Now, once the bullet leaves the barrel, the only thing that will retard the spin is whatever resistance (force) is presented by the air around it catching into something on the bullet. It was postulated that the rifling marks engraved by the lands of the barrel would be the sail or rather, the air brakes slowing down the spin. So that is what we need to measure and then see what effect it could have on the spin. In a bullet the bearing surface dictates the length of the rifling mark; the ogive and the boat tail would not have any of those marks. So, let’s stipulate that our .308 bullet (a JLK .308 155 gr to get to 3000FPS) measures 1.250 inch of which the bearing surface makes up .320 inch. Grooves in a barrel are usually .004 inch deep so in a 4 groove barrel we would have 4 airbrakes about ¼ the length of the bullet and .004 inch tall. Each groove represents .00128 square inches for a total of .00512 square inches of airbrake.
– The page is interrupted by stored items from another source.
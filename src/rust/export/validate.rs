//! Scoring exported graphs with ONNX Runtime.

use std::collections::HashMap;
use std::path::Path;

use log::{error, info};
use ndarray::{Array2, Ix2};
use ort::session::Session;
use ort::value::Tensor;

use super::graph::{ExportSummary, ATTENTION_MASK, INPUT_IDS, LOGITS};
use crate::config::QuantizationTolerance;
use crate::data::DataLoader;
use crate::error::{PipelineError, Result};
use crate::metrics::{agreement, argmax};
use crate::runtime::{create_session_builder, RuntimeSettings};
use crate::train::EvalOutcome;

pub fn load_session<P: AsRef<Path>>(path: P, settings: &RuntimeSettings) -> Result<Session> {
    let path = path.as_ref();
    if !path.is_file() {
        return Err(PipelineError::InvalidGraph(format!("{:?} does not exist", path)));
    }
    Ok(create_session_builder(settings)?.commit_from_file(path)?)
}

/// Runs one `(rows, seq_len)` batch and returns its logits, row-major.
pub fn run_logits(session: &Session, input_ids: Vec<i64>, attention_mask: Vec<i64>, rows: usize) -> Result<Vec<Vec<f32>>> {
    let seq_len = if rows == 0 { 0 } else { input_ids.len() / rows };
    let shape_error = |e: ndarray::ShapeError| PipelineError::InvalidGraph(e.to_string());
    let ids = Array2::from_shape_vec((rows, seq_len), input_ids).map_err(shape_error)?;
    let mask = Array2::from_shape_vec((rows, seq_len), attention_mask).map_err(shape_error)?;

    let mut inputs = HashMap::new();
    inputs.insert(INPUT_IDS, Tensor::from_array(ids)?);
    inputs.insert(ATTENTION_MASK, Tensor::from_array(mask)?);

    let outputs = session.run(inputs)?;
    let logits = outputs[LOGITS]
        .try_extract_tensor::<f32>()?
        .into_dimensionality::<Ix2>()
        .map_err(shape_error)?;
    Ok(logits.rows().into_iter().map(|row| row.to_vec()).collect())
}

/// Labels and logits of every example in `loader`, in loader order.
pub fn graph_logits(session: &Session, loader: &DataLoader) -> Result<(Vec<i64>, Vec<Vec<f32>>)> {
    let mut labels = Vec::with_capacity(loader.num_examples());
    let mut logits = Vec::with_capacity(loader.num_examples());
    for batch in loader {
        let rows = batch.len();
        logits.extend(run_logits(session, batch.input_ids, batch.attention_mask, rows)?);
        labels.extend(batch.labels);
    }
    Ok((labels, logits))
}

/// Accuracy and weighted F1 of the graph at `path` over `loader`.
pub fn validate_graph<P: AsRef<Path>>(path: P, loader: &DataLoader, settings: &RuntimeSettings) -> Result<EvalOutcome> {
    let path = path.as_ref();
    let session = load_session(path, settings)?;
    let (labels, logits) = graph_logits(&session, loader)?;
    let predictions = logits.iter().map(|row| argmax(row)).collect();
    let outcome = EvalOutcome::new(labels, predictions);
    info!(
        "{:?}: accuracy {:.4}, weighted f1 {:.4} over {} examples",
        path,
        outcome.accuracy,
        outcome.f1,
        outcome.labels.len()
    );
    Ok(outcome)
}

/// Runs the exported graph on the dummy input and compares with the logits
/// the source model produced. Returns the largest absolute difference.
pub fn verify_export(summary: &ExportSummary, settings: &RuntimeSettings, atol: f32) -> Result<f32> {
    let session = load_session(&summary.path, settings)?;
    let logits = run_logits(
        &session,
        summary.dummy_input_ids.clone(),
        summary.dummy_attention_mask.clone(),
        1,
    )?;
    let exported = logits.into_iter().next().unwrap_or_default();
    if exported.len() != summary.reference_logits.len() {
        return Err(PipelineError::Export(format!(
            "graph produced {} logits, model produced {}",
            exported.len(),
            summary.reference_logits.len()
        )));
    }
    let max_diff = exported
        .iter()
        .zip(&summary.reference_logits)
        .map(|(a, b)| (a - b).abs())
        .fold(0f32, f32::max);
    if max_diff > atol {
        error!("Exported graph differs from the model by {} (tolerance {})", max_diff, atol);
        return Err(PipelineError::Export(format!(
            "exported logits differ by {} (tolerance {})",
            max_diff, atol
        )));
    }
    info!("Exported graph matches the model within {}", max_diff);
    Ok(max_diff)
}

/// Full-precision versus quantized scores on the same data.
#[derive(Debug, Clone, PartialEq)]
pub struct QuantizationReport {
    pub reference: EvalOutcome,
    pub quantized: EvalOutcome,
    pub accuracy_drop: f64,
    pub f1_drop: f64,
    /// Fraction of examples where both graphs predict the same class.
    pub agreement: f64,
}

impl QuantizationReport {
    pub fn new(reference: EvalOutcome, quantized: EvalOutcome) -> Self {
        Self {
            accuracy_drop: reference.accuracy - quantized.accuracy,
            f1_drop: reference.f1 - quantized.f1,
            agreement: agreement(&reference.predictions, &quantized.predictions),
            reference,
            quantized,
        }
    }

    /// Fails with `QuantizationRegression` when any bound is exceeded.
    pub fn enforce(&self, tolerance: &QuantizationTolerance) -> Result<()> {
        let within = self.accuracy_drop <= tolerance.max_accuracy_drop
            && self.f1_drop <= tolerance.max_f1_drop
            && self.agreement >= tolerance.min_agreement;
        if within {
            info!(
                "Quantized graph accepted: accuracy drop {:.4}, f1 drop {:.4}, agreement {:.4}",
                self.accuracy_drop, self.f1_drop, self.agreement
            );
            return Ok(());
        }
        error!(
            "Quantized graph rejected: accuracy drop {:.4} (max {}), f1 drop {:.4} (max {}), agreement {:.4} (min {})",
            self.accuracy_drop,
            tolerance.max_accuracy_drop,
            self.f1_drop,
            tolerance.max_f1_drop,
            self.agreement,
            tolerance.min_agreement
        );
        Err(PipelineError::QuantizationRegression {
            accuracy_drop: self.accuracy_drop,
            f1_drop: self.f1_drop,
            agreement: self.agreement,
        })
    }
}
Ok, so we have the braking surface and the angular velocity of the bullet. What I do not know is how to relate the two in a supersonic flight regime, especially given the cone shape of the ogive. Since the bullet ogive creates a shock wave at supersonic speed, I’m not sure what the air pressure is for the .320 inch of the bearing surface, but I think it’s less than ambient density or else airplanes would not fly. Also, I keep thinking the engraving has zero to negligible effect because it might just be shallower than the boundary layer of the air even without the bullet going supersonic.
Well, that’s as far as I have taken it for the moment, I need an aspirin.